Supplementing the embryos with activated charcoal facilitates embryogenesis in several cultures. Auxin and reduced nitrogen content in medium induce somatic embryogenesis. Somatic embryos have been produced in a large number of plants of different families, for example, Atropa belladona, carrot, Panicum maxima, Pennisetum purpurium, etc.

H.W. Kohlenbach (1978) proposed the following classification of embryos:

(a) Zygotic embryos: It is formed by the zygote.

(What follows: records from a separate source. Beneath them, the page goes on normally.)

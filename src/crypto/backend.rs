// src/crypto/backend.rs
use std::collections::BTreeSet;

use super::{decrypt, encrypt, mac, random, CryptoBackend, Prf};
use crate::core::key::DerivedKey;
use crate::enums::{CipherId, HashId};
use crate::error::Result;

/// Pure-Rust primitives from the RustCrypto project
///
/// Reports every catalogued cipher it can run. It has no MD4 or RIPEMD-160
/// HMAC, and none of the denylisted modes.
#[derive(Debug, Clone, Copy, Default)]
pub struct RustCryptoBackend;

const CIPHERS: [CipherId; 15] = [
    CipherId::DesCbc,
    CipherId::DesCfb,
    CipherId::DesEde3Cbc,
    CipherId::DesEde3Cfb,
    CipherId::DesEde3,
    CipherId::BlowfishCbc,
    CipherId::BlowfishCfb64,
    CipherId::BlowfishOfb64,
    CipherId::Rc2Cbc,
    CipherId::AesCbc,
    CipherId::AesCbc128,
    CipherId::AesCfb8,
    CipherId::AesCfb128,
    CipherId::AesCbc256,
    CipherId::AesIge256,
];

impl CryptoBackend for RustCryptoBackend {
    fn reported_ciphers(&self) -> BTreeSet<CipherId> {
        CIPHERS.into_iter().collect()
    }

    fn reported_hashes(&self) -> BTreeSet<HashId> {
        mac::HASHES.into_iter().collect()
    }

    fn hmac(&self, hash: HashId, key: &[u8]) -> Result<Box<dyn Prf>> {
        mac::hmac(hash, key)
    }

    fn block_encrypt(
        &self,
        cipher: CipherId,
        key: &DerivedKey,
        iv: &[u8],
        data: &[u8],
    ) -> Result<Vec<u8>> {
        encrypt::encrypt(cipher, key, iv, data)
    }

    fn block_decrypt(
        &self,
        cipher: CipherId,
        key: &DerivedKey,
        iv: &[u8],
        data: &[u8],
    ) -> Result<Vec<u8>> {
        decrypt::decrypt(cipher, key, iv, data)
    }

    fn fill_random(&self, buf: &mut [u8]) -> Result<()> {
        random::fill(buf)
    }
}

(b) Non-zygotic Embryos: It is formed from the cells other than zygote. It is of the following types:

(i) Somatic Embryos. Formed from somatic cells in vitro

(ii) Parthenogenetic Embryos. Formed by unfertilised egg

(iii) Androgenic Embryos. Formed by pollen grains

Generally, somatic embryos called embryoids are similar to zygotic embryos (or seed embryos) except they originate from somatic cells and are larger in size.

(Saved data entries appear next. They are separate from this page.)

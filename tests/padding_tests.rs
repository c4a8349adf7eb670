// tests/padding_tests.rs
use pbe_crypt::core::padding::{pad, padded_len, unpad};
use pbe_crypt::CoreError;

#[test]
fn test_pad_unpad_roundtrip_all_lengths() {
    for block in [8usize, 16, 32] {
        for len in 0..=3 * block {
            let data: Vec<u8> = (0..len).map(|i| i as u8).collect();
            let padded = pad(&data, block).unwrap();

            assert_eq!(padded.len() % block, 0, "block {block} len {len}");
            assert!(padded.len() > data.len(), "block {block} len {len}");
            assert_eq!(padded.len(), padded_len(len, block).unwrap());
            assert_eq!(unpad(padded), data, "block {block} len {len}");
        }
    }
}

#[test]
fn test_exact_block_gets_full_block_of_padding() {
    let padded = pad(&[0xAA; 16], 16).unwrap();
    assert_eq!(padded.len(), 32);
    assert_eq!(&padded[16..], &[16u8; 16]);
}

#[test]
fn test_padding_bytes_carry_their_count() {
    let padded = pad(b"world", 32).unwrap();
    assert_eq!(padded.len(), 32);
    assert_eq!(&padded[..5], b"world");
    assert!(padded[5..].iter().all(|b| *b == 27));
}

#[test]
fn test_unpad_does_not_validate_padding_bytes() {
    // Only the last byte is trusted
    let buf = vec![1, 2, 3, 4, 9, 9, 9, 3];
    assert_eq!(unpad(buf), vec![1, 2, 3, 4, 9]);
}

#[test]
fn test_unpad_oversized_count_saturates() {
    assert_eq!(unpad(vec![1, 2, 200]), Vec::<u8>::new());
    assert_eq!(unpad(Vec::new()), Vec::<u8>::new());
}

#[test]
fn test_unpad_zero_count_keeps_everything() {
    assert_eq!(unpad(vec![5, 6, 0]), vec![5, 6, 0]);
}

#[test]
fn test_invalid_block_size_is_configuration_error() {
    assert!(matches!(pad(b"x", 0), Err(CoreError::Configuration(_))));
    assert!(matches!(pad(b"x", 256), Err(CoreError::Configuration(_))));
    assert!(pad(b"x", 255).is_ok());
}

#[test]
fn test_padded_len_rejects_same_block_sizes_as_pad() {
    assert!(matches!(padded_len(7, 0), Err(CoreError::Configuration(_))));
    assert!(matches!(padded_len(7, 256), Err(CoreError::Configuration(_))));
    assert_eq!(padded_len(0, 255).unwrap(), 255);
    assert_eq!(padded_len(32, 32).unwrap(), 64);
}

(c) Factors Affecting Regeneration:

Regeneration is a complex multi-stage phenomenon. There are many factors that influence the regeneration process. The major factors affecting regeneration are given below:

(i) Sources of Explant:

The responses of explant are governed by the size of explant, physiological and ontogenetic age, season in which explant is obtained and overall quality of plant.

(ii) Nutrient Media:

The constituents of the medium influence regeneration. These are inorganic salts, organic substances and culture environment (like physical form of medium, pH of medium).

(iii) Physical Factors:

The physical factors that influence regeneration are: light quality and quantity, temperature and relative humidity.